## EXERCISE REQUIREMENTS
Take the data below and extract the lines from the one with "#[derive(Clone)]" to the one with "for record in", inclusive, exactly as written.

## RECORDS PROVIDED
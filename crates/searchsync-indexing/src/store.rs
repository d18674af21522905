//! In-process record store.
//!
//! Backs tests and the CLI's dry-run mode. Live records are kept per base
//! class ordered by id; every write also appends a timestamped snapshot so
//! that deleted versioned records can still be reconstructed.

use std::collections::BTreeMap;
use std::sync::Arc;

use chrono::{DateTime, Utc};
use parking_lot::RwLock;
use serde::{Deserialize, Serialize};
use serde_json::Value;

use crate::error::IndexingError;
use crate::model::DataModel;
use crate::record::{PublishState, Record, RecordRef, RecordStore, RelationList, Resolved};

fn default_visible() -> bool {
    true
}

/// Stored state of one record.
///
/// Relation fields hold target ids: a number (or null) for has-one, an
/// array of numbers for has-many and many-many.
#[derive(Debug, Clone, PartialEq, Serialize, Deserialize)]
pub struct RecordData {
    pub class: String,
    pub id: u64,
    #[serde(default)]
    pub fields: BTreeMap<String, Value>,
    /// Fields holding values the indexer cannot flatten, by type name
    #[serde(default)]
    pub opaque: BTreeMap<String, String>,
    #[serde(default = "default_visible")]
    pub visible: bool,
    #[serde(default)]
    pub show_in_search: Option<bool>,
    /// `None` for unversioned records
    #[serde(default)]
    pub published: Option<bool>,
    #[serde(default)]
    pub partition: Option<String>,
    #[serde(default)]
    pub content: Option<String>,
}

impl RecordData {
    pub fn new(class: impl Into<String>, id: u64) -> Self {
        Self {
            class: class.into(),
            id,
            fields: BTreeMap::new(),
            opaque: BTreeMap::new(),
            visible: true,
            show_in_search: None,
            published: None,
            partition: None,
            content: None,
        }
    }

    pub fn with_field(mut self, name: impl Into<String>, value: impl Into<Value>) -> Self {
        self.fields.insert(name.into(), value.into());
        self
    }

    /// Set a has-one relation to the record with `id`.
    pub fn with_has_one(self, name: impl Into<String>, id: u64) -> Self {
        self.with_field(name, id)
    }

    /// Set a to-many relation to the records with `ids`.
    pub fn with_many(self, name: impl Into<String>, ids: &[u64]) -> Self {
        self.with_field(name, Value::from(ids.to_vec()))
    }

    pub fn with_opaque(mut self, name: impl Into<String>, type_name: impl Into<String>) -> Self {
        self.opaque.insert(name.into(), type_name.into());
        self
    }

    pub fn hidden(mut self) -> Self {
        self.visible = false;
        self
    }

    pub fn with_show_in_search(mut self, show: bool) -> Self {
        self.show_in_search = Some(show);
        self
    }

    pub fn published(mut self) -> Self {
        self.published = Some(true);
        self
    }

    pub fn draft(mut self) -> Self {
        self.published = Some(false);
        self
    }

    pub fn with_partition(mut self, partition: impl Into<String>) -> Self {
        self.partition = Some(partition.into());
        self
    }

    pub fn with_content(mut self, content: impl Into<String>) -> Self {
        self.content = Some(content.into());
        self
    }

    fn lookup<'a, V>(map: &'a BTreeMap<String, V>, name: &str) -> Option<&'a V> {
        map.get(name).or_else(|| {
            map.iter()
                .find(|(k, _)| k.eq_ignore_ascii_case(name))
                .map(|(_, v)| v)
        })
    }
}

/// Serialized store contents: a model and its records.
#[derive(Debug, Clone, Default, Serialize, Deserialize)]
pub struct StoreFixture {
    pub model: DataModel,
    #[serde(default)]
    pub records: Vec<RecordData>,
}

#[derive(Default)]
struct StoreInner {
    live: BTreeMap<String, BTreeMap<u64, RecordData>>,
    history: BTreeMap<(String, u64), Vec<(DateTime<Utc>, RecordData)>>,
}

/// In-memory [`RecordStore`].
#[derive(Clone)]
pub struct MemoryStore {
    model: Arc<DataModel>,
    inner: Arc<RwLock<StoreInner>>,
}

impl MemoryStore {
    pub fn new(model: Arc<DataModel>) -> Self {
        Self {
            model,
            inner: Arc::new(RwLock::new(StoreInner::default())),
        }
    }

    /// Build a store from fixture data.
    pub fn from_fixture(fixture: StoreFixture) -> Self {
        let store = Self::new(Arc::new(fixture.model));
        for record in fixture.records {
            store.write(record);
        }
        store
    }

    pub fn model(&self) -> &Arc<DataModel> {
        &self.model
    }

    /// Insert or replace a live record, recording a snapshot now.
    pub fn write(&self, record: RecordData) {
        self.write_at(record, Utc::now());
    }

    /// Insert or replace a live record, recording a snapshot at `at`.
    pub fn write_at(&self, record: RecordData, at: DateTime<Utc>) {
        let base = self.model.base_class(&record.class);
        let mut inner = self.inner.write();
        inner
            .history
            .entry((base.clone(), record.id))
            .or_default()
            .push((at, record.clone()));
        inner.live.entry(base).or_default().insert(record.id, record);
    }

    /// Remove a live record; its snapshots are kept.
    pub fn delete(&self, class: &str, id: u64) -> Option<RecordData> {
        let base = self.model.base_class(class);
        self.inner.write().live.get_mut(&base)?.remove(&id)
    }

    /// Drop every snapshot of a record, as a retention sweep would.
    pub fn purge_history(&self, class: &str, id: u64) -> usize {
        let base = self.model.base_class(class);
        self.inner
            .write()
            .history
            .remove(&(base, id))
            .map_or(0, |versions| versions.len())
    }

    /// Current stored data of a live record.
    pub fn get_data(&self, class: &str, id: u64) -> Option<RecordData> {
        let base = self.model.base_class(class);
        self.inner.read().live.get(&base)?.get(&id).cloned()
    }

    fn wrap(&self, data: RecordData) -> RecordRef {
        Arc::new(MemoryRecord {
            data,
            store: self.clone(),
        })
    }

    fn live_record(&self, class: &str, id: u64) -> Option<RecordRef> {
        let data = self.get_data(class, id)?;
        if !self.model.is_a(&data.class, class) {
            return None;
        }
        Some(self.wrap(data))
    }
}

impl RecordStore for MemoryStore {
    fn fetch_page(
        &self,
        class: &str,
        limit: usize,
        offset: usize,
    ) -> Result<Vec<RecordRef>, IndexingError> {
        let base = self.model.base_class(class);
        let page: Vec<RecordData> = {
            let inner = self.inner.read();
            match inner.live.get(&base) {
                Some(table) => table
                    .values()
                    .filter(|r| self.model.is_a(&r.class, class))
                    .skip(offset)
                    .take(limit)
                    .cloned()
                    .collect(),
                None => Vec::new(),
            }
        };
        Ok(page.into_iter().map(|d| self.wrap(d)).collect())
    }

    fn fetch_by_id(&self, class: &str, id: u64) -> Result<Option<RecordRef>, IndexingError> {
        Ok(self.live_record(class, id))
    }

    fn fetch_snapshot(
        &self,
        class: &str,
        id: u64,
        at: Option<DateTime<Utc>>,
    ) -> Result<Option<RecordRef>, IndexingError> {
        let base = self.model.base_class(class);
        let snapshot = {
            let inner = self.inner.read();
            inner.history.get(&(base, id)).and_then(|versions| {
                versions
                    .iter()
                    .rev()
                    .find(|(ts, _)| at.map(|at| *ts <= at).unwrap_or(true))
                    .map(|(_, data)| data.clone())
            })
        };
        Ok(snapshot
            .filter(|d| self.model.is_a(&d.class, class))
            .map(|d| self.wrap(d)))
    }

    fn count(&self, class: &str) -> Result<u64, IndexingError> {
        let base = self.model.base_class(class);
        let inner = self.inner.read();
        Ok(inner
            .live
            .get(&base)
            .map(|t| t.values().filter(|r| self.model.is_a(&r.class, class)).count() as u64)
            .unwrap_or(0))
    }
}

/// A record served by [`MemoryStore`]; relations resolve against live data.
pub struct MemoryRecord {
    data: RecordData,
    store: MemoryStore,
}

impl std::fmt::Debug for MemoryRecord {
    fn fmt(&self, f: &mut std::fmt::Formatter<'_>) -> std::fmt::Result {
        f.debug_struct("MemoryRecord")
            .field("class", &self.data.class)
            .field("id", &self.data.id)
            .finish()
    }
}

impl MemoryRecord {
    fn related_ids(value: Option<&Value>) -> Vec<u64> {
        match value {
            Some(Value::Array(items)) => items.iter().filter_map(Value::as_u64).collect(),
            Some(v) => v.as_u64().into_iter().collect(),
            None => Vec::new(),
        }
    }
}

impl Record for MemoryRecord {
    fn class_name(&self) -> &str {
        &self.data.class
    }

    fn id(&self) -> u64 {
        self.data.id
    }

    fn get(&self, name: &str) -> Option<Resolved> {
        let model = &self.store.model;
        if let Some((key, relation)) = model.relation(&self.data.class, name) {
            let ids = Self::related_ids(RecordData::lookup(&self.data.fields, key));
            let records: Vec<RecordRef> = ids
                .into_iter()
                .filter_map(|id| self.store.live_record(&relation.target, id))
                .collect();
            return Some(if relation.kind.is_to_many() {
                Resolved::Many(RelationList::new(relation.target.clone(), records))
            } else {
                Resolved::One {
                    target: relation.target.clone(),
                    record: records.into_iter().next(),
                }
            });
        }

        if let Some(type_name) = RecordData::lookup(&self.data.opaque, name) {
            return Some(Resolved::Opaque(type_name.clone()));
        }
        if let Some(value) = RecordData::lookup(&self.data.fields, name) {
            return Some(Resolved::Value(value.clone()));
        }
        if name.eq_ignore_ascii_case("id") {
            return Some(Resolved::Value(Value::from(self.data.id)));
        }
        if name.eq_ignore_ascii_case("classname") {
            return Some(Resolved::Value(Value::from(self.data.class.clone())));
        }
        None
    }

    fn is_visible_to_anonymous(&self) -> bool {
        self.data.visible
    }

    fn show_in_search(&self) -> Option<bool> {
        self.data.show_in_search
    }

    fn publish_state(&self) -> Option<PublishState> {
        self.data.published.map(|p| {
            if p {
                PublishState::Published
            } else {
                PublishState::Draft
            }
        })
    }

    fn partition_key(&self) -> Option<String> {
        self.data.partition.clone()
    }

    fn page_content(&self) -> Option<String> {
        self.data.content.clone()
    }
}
---
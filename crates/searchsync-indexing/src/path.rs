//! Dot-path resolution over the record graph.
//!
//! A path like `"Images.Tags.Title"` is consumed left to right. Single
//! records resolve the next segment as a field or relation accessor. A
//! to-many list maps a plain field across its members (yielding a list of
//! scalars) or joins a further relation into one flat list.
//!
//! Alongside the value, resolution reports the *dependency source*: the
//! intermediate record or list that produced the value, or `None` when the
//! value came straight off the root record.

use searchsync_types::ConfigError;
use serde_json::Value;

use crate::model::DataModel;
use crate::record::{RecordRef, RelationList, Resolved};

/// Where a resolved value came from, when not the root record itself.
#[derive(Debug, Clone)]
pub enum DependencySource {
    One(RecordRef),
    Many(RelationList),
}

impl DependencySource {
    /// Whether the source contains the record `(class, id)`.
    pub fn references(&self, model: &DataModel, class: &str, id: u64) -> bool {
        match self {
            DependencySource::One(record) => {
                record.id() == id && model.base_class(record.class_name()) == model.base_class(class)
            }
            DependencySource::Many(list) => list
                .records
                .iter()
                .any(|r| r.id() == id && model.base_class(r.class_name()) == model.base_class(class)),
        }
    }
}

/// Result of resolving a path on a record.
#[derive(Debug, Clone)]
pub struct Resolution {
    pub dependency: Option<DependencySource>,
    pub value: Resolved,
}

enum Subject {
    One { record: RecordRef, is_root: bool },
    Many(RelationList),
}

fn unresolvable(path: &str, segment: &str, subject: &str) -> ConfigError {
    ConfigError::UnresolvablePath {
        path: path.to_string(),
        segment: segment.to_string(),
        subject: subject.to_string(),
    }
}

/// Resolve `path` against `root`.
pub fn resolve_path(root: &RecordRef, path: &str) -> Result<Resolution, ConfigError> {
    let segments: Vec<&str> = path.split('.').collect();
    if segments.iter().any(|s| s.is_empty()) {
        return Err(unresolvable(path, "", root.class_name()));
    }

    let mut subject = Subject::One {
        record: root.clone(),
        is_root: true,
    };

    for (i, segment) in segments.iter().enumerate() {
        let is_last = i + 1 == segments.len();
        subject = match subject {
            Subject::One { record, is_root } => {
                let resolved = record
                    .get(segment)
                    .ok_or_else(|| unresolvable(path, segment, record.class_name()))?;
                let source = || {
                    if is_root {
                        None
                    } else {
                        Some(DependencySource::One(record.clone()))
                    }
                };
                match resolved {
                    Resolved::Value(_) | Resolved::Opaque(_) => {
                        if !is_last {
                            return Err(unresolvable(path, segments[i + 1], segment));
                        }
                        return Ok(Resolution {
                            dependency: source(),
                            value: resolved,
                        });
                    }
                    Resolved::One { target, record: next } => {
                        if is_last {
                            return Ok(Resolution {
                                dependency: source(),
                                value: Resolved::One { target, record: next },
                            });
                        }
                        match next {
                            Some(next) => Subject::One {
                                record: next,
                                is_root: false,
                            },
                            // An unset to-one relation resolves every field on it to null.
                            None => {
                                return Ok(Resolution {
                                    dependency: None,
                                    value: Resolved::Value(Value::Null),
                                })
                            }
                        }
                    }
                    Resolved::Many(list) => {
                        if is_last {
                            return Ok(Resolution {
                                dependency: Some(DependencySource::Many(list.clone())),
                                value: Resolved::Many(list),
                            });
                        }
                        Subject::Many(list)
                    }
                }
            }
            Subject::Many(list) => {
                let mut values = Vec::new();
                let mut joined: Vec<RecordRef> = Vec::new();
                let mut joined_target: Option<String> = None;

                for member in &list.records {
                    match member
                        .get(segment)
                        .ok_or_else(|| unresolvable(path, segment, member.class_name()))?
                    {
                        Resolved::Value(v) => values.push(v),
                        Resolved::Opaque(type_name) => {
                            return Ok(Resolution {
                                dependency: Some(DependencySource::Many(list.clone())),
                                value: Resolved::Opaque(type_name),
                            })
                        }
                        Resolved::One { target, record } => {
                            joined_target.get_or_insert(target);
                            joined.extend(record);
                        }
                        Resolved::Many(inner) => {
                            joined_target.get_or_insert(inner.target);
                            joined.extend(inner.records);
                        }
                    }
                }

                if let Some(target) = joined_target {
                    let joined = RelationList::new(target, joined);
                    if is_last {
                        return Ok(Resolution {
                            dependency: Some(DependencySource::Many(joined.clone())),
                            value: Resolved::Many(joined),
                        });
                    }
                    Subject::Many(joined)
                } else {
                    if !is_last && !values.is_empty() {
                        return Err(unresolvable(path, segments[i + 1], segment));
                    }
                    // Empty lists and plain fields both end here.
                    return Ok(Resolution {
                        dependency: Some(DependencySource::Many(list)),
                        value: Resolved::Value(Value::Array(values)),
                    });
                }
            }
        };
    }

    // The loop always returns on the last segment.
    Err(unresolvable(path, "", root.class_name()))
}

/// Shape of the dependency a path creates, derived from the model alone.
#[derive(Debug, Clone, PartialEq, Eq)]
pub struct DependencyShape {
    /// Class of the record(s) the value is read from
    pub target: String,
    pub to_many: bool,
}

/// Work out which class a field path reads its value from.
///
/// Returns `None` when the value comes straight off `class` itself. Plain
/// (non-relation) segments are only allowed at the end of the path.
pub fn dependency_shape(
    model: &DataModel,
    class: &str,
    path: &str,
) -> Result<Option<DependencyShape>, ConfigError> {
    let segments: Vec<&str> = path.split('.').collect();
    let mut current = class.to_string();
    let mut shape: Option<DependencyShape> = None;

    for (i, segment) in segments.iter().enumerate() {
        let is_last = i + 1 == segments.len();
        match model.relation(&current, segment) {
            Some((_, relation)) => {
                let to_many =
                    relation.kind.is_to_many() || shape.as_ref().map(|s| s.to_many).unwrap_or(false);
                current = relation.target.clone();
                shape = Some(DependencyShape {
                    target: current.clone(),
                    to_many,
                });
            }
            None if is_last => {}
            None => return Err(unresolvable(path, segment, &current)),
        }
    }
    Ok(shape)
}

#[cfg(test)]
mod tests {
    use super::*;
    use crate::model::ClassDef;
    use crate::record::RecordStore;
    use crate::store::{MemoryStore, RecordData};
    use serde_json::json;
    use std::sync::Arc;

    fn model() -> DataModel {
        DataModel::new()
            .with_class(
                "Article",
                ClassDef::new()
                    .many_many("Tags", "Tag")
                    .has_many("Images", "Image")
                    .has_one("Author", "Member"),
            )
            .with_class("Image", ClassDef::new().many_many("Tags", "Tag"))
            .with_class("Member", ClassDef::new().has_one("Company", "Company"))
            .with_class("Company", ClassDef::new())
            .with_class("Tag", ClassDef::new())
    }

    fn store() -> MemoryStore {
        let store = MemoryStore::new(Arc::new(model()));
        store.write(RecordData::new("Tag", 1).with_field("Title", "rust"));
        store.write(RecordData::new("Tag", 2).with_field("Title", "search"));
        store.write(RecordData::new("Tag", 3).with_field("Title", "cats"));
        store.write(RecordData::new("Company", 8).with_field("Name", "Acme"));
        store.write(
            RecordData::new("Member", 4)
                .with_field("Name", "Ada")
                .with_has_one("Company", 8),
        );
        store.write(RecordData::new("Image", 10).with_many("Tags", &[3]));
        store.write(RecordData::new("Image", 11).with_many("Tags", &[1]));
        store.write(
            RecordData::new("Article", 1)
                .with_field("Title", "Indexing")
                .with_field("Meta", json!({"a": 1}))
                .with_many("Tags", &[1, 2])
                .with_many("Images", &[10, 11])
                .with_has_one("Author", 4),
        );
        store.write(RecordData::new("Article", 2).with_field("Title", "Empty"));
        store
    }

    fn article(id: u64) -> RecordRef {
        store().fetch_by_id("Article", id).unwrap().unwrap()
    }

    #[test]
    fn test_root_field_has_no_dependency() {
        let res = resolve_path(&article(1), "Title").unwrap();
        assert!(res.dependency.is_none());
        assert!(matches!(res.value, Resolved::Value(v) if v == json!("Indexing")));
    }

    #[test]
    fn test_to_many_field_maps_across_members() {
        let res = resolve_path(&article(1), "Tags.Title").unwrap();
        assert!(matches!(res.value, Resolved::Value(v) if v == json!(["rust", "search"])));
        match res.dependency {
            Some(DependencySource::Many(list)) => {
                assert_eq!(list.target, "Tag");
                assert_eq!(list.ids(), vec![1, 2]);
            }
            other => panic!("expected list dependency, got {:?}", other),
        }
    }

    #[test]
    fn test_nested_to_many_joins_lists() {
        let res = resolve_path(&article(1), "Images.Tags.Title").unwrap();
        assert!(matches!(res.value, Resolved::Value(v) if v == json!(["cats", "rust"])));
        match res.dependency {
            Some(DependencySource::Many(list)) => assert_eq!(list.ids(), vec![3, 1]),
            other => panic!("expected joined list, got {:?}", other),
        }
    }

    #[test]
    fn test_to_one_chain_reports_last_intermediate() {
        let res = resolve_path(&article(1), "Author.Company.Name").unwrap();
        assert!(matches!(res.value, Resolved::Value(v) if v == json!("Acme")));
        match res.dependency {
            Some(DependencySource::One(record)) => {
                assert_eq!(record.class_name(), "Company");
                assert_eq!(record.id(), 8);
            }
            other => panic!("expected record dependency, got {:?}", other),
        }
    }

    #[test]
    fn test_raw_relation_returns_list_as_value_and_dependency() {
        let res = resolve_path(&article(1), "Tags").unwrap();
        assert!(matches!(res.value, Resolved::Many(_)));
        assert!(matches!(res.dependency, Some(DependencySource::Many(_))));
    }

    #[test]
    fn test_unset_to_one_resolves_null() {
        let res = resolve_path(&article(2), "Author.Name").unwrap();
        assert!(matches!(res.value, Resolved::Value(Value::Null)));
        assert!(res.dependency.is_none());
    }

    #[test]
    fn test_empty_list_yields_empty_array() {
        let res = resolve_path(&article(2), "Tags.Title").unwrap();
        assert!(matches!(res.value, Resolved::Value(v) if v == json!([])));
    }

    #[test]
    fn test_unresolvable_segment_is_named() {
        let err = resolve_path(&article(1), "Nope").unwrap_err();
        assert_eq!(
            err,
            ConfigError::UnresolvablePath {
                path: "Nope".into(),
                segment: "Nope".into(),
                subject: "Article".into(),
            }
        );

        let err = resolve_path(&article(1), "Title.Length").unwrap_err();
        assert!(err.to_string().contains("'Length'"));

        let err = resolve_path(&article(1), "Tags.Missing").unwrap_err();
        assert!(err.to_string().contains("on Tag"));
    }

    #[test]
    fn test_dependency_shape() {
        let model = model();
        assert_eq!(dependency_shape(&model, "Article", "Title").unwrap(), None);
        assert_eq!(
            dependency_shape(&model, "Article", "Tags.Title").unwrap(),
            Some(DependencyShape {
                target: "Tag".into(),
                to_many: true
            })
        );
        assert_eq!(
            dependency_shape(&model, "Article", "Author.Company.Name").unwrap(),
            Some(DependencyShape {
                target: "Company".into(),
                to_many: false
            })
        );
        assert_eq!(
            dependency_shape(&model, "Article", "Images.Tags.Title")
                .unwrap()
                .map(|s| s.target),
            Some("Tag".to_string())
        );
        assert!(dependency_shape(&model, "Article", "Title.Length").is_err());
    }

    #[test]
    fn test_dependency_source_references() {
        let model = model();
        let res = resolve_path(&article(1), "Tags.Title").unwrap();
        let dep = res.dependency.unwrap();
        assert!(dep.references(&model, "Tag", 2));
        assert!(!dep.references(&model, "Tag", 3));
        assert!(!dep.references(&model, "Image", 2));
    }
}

## SOLUTION FOR THIS PROBLEM
#[derive(Clone)]
pub struct MemoryStore {
    model: Arc<DataModel>,
    inner: Arc<RwLock<StoreInner>>,
}

impl MemoryStore {
    pub fn new(model: Arc<DataModel>) -> Self {
        Self {
            model,
            inner: Arc::new(RwLock::new(StoreInner::default())),
        }
    }

    /// Build a store from fixture data.
    pub fn from_fixture(fixture: StoreFixture) -> Self {
        let store = Self::new(Arc::new(fixture.model));
        for record in fixture.records {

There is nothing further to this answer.